Start of EXTRACTED MATERIAL

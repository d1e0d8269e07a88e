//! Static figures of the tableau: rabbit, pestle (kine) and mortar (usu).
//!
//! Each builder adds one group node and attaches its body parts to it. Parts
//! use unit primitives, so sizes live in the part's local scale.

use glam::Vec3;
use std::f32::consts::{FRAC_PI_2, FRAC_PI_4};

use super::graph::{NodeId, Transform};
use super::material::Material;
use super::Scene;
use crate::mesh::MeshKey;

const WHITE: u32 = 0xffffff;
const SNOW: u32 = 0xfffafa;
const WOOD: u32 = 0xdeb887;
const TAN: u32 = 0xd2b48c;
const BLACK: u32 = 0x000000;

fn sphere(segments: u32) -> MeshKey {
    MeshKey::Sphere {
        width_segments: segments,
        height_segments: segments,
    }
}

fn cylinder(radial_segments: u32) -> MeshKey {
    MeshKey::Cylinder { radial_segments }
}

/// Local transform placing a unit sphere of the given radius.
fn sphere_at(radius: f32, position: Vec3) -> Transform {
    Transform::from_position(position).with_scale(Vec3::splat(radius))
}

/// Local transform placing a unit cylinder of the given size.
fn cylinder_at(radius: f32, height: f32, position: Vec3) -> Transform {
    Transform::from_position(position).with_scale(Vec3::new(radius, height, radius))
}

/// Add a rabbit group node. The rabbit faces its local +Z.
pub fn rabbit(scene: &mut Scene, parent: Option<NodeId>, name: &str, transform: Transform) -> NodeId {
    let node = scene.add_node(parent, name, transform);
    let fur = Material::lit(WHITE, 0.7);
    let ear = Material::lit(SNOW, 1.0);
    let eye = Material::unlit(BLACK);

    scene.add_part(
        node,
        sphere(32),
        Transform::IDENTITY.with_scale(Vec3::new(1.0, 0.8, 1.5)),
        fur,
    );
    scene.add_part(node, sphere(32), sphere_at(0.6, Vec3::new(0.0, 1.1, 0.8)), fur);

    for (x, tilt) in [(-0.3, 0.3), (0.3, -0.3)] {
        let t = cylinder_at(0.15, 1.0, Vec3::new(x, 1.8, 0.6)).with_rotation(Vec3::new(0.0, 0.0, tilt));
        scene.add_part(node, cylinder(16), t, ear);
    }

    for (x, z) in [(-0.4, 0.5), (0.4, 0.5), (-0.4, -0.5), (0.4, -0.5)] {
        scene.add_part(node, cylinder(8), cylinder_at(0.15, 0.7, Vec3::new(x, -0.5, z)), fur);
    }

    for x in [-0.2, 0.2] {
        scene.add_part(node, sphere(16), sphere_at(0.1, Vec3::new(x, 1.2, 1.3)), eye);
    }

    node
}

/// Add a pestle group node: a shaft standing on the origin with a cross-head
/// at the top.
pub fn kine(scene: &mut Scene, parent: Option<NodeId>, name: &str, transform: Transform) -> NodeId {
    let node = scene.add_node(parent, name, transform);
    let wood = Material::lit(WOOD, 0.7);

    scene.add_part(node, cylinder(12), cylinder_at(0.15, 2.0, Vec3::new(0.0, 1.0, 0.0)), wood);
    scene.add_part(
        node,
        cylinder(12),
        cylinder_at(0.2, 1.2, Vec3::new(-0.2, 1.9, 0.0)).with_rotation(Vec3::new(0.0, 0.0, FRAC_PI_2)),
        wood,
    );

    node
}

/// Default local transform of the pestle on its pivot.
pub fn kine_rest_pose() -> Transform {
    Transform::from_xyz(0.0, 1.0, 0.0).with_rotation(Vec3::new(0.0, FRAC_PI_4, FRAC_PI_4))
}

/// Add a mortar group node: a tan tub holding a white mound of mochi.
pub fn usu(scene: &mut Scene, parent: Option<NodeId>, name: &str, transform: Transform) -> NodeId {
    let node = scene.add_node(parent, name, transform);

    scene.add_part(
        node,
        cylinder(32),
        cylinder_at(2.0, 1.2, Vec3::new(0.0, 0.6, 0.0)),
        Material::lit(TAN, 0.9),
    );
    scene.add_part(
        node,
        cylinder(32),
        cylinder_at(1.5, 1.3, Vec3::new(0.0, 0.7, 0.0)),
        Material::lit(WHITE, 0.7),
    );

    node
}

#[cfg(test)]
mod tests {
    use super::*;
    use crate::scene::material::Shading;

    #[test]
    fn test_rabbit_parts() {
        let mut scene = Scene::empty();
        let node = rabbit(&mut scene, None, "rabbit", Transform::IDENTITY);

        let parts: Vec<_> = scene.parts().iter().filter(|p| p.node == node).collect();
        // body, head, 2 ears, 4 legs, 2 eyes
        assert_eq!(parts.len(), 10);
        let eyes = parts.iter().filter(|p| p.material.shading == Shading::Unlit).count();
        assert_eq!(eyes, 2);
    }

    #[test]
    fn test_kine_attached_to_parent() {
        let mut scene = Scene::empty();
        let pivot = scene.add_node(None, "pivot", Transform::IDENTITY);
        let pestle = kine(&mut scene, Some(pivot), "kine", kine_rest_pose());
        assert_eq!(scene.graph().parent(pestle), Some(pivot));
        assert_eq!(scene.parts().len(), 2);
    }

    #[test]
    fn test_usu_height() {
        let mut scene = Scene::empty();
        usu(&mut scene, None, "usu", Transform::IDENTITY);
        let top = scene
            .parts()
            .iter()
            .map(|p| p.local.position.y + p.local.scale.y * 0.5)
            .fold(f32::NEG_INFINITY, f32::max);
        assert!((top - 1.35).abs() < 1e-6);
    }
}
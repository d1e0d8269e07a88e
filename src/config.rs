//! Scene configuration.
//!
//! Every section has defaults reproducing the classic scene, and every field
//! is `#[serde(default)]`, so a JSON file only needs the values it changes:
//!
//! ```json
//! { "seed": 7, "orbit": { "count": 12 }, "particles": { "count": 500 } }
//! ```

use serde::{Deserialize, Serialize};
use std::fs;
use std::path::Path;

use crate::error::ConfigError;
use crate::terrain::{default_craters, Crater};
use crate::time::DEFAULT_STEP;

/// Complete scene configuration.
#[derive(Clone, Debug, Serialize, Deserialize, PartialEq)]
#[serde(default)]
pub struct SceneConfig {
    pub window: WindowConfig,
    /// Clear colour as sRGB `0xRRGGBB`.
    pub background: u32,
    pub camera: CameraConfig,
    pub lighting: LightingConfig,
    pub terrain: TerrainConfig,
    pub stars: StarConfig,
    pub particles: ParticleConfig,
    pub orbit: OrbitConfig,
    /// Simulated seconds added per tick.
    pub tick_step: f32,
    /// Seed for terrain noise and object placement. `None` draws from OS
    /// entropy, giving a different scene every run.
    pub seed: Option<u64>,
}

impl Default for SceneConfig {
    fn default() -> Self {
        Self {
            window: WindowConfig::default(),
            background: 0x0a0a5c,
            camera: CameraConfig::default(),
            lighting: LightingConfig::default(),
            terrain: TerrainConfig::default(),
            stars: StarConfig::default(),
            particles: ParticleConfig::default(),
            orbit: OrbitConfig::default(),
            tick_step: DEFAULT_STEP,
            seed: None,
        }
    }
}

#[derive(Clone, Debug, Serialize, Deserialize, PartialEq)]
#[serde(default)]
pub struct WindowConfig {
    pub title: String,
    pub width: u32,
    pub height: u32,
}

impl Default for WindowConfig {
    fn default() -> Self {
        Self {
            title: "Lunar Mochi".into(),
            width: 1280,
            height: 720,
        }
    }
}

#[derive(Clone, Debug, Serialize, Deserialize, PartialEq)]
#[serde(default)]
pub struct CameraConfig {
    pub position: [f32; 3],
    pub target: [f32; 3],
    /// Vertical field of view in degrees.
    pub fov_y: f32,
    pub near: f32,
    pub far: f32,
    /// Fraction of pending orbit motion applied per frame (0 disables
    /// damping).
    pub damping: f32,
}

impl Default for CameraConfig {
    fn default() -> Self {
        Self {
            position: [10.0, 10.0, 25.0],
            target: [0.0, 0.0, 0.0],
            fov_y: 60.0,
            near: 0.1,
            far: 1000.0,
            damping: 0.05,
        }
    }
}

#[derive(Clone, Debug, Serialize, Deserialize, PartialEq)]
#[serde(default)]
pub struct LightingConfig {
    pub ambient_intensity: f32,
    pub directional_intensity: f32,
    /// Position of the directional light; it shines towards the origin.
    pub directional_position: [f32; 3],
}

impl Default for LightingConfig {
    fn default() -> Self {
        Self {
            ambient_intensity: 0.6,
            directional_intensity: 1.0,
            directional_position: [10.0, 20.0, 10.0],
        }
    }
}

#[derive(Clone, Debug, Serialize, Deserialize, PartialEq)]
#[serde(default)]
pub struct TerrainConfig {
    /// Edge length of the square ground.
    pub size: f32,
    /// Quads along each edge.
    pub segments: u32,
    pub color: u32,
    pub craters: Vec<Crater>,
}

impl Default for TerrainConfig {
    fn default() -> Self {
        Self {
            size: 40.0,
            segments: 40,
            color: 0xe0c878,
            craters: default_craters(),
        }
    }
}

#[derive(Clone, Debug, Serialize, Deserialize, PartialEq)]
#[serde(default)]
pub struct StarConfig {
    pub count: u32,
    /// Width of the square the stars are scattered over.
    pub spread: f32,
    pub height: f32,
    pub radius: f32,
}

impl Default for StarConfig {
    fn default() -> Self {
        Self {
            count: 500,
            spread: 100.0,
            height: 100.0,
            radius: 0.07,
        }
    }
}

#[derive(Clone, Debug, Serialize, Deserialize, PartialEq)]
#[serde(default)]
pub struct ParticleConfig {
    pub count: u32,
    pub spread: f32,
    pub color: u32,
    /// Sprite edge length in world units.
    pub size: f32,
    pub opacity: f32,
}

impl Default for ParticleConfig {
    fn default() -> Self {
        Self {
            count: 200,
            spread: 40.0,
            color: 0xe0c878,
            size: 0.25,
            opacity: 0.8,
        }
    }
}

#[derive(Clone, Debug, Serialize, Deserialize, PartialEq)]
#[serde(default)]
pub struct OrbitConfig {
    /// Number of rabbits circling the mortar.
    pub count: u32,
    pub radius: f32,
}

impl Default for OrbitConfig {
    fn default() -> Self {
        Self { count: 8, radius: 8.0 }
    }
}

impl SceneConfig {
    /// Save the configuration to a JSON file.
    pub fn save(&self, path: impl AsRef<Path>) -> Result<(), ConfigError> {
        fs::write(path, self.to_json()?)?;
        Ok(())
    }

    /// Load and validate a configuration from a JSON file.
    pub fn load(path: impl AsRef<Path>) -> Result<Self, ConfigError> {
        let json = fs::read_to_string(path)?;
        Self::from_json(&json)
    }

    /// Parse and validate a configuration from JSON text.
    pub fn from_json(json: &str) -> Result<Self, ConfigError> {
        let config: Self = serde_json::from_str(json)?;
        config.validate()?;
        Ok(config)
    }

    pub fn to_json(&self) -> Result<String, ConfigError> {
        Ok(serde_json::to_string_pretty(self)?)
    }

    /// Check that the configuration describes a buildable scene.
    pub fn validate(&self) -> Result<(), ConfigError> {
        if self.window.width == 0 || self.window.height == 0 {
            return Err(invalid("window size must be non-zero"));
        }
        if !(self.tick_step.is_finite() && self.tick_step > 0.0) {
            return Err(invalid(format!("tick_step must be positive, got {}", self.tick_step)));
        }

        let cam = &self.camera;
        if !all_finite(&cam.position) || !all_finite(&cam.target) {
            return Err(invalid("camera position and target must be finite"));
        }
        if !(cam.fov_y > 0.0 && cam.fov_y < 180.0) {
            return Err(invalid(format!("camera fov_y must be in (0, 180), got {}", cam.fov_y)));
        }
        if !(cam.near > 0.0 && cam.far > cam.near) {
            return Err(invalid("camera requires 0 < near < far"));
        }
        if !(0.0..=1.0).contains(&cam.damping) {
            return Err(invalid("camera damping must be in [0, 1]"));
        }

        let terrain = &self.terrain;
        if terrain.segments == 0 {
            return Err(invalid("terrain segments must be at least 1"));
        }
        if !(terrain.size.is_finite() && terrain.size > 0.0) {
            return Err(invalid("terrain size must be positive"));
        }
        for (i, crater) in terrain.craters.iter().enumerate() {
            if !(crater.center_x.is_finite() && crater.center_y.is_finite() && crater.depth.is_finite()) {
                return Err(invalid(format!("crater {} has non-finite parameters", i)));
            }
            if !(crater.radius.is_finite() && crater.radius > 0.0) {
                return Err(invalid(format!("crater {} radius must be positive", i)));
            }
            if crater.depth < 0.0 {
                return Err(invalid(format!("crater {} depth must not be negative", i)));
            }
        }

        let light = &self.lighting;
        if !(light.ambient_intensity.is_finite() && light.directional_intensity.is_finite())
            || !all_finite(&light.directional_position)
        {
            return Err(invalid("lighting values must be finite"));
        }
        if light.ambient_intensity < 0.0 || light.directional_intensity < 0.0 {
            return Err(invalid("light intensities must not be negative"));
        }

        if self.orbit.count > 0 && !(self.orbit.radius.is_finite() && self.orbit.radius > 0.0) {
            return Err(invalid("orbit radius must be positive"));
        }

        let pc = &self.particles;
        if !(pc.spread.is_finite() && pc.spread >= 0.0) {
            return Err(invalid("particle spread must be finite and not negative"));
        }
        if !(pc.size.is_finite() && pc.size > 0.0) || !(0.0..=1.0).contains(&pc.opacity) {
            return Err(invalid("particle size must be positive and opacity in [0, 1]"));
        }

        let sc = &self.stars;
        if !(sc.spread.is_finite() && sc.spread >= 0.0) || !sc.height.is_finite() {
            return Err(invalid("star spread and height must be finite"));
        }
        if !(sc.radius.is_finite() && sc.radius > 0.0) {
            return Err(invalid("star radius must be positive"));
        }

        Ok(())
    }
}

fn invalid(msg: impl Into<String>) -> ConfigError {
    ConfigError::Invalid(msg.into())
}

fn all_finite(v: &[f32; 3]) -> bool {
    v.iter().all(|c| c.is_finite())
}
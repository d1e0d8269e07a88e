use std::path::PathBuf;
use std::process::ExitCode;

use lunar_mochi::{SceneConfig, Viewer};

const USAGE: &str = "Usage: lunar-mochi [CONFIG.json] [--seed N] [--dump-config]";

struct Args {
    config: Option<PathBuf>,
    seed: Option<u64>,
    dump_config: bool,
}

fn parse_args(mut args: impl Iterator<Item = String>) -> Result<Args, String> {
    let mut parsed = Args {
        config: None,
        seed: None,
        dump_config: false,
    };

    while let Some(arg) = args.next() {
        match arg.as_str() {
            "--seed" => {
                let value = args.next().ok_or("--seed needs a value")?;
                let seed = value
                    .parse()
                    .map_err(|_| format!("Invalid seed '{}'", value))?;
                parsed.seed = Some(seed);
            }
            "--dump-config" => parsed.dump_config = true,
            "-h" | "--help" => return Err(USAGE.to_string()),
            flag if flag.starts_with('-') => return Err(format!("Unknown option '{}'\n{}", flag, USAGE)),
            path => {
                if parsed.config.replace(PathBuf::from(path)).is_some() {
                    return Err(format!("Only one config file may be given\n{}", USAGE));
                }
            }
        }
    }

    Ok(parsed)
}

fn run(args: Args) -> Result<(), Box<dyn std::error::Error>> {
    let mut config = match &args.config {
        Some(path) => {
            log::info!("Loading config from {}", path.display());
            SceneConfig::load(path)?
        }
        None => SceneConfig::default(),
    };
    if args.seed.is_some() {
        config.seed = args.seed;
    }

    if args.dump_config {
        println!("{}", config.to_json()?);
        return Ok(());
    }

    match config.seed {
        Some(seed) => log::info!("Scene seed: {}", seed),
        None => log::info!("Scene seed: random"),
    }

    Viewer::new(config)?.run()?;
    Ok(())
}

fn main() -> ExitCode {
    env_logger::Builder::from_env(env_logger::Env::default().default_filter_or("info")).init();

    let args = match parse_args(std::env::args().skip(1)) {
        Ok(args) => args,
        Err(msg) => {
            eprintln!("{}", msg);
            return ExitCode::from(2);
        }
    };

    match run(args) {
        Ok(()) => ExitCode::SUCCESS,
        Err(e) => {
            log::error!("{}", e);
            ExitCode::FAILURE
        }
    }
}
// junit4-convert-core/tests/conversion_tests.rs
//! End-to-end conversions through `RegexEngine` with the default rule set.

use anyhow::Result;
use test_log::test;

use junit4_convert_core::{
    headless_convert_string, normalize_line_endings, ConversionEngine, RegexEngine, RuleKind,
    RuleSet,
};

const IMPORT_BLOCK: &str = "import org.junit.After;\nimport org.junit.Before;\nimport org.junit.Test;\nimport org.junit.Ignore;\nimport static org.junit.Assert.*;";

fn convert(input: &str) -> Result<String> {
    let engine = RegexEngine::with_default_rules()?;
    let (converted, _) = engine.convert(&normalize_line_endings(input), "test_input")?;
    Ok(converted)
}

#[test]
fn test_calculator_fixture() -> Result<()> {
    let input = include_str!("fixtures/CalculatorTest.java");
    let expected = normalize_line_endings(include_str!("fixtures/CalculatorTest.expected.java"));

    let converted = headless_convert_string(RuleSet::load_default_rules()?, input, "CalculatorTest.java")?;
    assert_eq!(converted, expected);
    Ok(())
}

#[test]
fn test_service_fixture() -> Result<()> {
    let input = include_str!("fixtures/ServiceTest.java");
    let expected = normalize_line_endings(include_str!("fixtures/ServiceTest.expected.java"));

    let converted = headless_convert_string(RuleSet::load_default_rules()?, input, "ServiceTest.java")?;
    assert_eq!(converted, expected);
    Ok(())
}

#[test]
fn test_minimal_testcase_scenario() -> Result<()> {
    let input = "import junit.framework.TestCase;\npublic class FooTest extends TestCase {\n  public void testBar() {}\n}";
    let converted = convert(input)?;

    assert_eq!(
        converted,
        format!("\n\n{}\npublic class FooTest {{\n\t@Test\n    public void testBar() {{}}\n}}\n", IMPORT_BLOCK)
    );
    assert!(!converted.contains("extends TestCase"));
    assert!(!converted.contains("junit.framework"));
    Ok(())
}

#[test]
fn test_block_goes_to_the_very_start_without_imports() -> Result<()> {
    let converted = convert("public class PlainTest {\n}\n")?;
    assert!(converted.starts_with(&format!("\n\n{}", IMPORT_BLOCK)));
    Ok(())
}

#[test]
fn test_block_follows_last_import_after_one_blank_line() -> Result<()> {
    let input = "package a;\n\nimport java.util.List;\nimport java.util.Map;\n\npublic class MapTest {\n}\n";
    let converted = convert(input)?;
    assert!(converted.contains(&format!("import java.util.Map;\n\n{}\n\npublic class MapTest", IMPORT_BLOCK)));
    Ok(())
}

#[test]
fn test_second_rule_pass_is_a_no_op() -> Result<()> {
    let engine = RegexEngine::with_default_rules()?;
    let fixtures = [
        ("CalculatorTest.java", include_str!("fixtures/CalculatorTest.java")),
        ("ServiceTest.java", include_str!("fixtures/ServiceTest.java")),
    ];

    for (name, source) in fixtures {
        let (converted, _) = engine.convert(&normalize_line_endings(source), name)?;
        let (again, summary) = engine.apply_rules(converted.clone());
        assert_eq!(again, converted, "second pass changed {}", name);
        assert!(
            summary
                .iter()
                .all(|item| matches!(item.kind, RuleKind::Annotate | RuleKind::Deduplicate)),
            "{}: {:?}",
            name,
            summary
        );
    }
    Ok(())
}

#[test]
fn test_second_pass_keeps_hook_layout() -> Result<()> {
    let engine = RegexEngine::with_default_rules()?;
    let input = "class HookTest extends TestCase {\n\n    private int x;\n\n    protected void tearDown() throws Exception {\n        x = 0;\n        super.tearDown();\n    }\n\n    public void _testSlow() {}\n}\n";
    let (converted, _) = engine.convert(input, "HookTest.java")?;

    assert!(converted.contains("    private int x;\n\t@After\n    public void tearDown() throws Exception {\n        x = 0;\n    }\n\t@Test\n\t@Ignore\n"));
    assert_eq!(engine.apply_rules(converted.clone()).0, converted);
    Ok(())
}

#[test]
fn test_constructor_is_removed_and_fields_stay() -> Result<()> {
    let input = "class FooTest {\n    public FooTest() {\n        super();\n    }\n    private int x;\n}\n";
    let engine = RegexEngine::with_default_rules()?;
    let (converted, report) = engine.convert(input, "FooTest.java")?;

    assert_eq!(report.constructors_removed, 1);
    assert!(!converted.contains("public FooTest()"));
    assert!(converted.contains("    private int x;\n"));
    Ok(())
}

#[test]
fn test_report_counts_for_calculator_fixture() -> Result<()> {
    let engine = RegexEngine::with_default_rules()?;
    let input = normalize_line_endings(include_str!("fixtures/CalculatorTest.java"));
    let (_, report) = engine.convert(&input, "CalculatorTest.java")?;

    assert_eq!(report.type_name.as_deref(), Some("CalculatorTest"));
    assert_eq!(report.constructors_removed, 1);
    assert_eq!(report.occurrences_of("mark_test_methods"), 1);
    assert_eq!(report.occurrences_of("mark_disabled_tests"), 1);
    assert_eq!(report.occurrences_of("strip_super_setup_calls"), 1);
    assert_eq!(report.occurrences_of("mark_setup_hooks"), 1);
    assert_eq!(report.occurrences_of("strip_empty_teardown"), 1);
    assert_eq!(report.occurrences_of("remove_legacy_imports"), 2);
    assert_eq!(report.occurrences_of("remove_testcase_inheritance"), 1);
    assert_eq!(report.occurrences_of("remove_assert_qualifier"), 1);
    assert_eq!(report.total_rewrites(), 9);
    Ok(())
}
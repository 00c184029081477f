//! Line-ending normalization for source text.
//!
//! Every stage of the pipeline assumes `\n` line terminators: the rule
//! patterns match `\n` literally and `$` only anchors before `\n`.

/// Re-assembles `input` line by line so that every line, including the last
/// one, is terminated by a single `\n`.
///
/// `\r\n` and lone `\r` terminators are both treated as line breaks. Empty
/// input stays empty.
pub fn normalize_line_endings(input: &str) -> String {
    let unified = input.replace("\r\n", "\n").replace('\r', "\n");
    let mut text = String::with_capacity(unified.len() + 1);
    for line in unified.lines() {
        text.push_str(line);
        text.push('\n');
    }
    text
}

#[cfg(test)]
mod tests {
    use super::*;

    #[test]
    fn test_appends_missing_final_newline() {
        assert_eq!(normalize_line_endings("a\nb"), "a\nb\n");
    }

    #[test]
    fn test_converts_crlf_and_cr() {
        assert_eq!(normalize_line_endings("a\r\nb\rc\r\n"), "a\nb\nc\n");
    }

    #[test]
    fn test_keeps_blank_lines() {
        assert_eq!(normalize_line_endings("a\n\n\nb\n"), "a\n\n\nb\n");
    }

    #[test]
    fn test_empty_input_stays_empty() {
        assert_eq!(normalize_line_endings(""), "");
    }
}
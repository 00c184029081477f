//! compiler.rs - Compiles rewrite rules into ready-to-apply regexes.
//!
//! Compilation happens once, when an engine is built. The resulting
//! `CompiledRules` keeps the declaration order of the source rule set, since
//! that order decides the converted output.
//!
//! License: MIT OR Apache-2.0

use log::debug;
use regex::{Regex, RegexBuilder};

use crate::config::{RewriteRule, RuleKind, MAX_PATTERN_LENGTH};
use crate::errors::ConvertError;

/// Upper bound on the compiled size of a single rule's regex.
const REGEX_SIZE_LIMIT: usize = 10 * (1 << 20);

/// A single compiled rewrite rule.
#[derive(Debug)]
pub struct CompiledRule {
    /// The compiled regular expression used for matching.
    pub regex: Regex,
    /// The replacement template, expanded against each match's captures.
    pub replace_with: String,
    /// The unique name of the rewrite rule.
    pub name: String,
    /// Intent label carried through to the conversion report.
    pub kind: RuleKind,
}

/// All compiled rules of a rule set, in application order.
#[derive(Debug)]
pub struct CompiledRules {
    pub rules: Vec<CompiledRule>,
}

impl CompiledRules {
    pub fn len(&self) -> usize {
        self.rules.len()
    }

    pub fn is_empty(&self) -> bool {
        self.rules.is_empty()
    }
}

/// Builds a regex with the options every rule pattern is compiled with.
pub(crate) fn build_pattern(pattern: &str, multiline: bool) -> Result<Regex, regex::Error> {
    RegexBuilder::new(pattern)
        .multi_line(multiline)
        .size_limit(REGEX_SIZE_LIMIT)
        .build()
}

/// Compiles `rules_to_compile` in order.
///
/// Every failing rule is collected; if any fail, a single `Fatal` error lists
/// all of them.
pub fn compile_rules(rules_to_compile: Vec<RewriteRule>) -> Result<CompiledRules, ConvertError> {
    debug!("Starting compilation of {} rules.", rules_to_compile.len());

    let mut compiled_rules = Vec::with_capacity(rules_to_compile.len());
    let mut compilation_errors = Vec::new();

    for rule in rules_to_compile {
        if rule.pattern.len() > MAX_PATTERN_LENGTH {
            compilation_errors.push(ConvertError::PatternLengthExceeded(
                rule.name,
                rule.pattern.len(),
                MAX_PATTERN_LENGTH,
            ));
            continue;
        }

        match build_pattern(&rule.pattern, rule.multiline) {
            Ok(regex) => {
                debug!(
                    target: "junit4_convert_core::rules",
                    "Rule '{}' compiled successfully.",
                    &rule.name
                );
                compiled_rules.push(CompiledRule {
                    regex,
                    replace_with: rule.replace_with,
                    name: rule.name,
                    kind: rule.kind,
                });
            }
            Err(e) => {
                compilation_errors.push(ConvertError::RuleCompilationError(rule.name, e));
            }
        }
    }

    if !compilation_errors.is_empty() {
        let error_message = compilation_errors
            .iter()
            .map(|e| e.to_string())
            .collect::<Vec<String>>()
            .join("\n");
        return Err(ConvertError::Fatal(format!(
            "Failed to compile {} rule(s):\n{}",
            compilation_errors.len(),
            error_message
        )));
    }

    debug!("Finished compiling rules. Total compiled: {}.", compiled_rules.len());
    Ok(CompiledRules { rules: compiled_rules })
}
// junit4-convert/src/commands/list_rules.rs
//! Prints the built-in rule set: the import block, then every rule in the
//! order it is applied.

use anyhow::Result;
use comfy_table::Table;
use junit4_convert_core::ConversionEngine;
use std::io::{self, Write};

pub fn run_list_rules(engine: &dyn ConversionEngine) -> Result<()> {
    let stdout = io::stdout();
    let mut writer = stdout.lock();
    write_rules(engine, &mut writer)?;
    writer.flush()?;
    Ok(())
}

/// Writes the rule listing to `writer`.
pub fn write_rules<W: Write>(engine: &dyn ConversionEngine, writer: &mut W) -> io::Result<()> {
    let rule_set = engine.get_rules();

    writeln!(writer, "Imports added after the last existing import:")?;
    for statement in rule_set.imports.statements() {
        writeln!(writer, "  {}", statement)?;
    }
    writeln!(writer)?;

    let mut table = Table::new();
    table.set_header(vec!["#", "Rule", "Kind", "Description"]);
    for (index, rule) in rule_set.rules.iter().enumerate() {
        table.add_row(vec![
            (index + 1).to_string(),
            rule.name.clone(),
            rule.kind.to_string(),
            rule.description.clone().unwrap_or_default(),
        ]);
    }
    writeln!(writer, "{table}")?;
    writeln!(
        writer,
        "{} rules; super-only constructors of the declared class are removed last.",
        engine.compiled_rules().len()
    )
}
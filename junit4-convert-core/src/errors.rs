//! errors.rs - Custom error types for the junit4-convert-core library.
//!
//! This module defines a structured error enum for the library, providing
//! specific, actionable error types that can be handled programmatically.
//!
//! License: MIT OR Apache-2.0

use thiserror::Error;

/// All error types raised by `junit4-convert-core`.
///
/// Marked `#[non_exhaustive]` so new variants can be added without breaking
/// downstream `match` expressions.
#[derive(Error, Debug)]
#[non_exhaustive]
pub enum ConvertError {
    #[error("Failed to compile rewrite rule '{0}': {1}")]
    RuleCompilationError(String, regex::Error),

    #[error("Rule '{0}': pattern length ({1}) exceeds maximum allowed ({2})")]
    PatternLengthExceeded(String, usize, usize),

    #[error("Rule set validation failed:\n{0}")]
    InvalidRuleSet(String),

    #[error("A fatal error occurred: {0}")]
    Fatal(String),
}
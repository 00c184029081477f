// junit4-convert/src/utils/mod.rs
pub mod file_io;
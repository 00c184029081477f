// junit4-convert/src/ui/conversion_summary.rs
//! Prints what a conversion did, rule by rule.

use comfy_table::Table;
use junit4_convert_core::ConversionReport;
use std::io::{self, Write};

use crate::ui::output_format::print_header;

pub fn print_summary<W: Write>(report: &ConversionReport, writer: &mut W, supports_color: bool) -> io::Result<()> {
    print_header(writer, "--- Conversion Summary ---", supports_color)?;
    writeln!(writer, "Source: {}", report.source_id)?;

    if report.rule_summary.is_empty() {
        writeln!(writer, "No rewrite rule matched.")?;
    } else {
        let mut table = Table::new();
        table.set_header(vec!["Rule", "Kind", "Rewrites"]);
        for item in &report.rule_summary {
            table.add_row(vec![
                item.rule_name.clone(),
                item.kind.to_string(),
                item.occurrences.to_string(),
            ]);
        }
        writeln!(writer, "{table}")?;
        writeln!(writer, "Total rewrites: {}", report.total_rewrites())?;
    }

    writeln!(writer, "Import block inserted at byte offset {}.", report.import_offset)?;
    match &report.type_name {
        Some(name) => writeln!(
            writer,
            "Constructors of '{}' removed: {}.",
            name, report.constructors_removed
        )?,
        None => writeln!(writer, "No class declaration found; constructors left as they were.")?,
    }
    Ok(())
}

End of EXTRACTED MATERIAL

## WHAT IS BEING ASKED
Within the entries above, how many lines hold the string "FooTest"? State the number with no other words.

## RESPONSE TO THE EXERCISE
5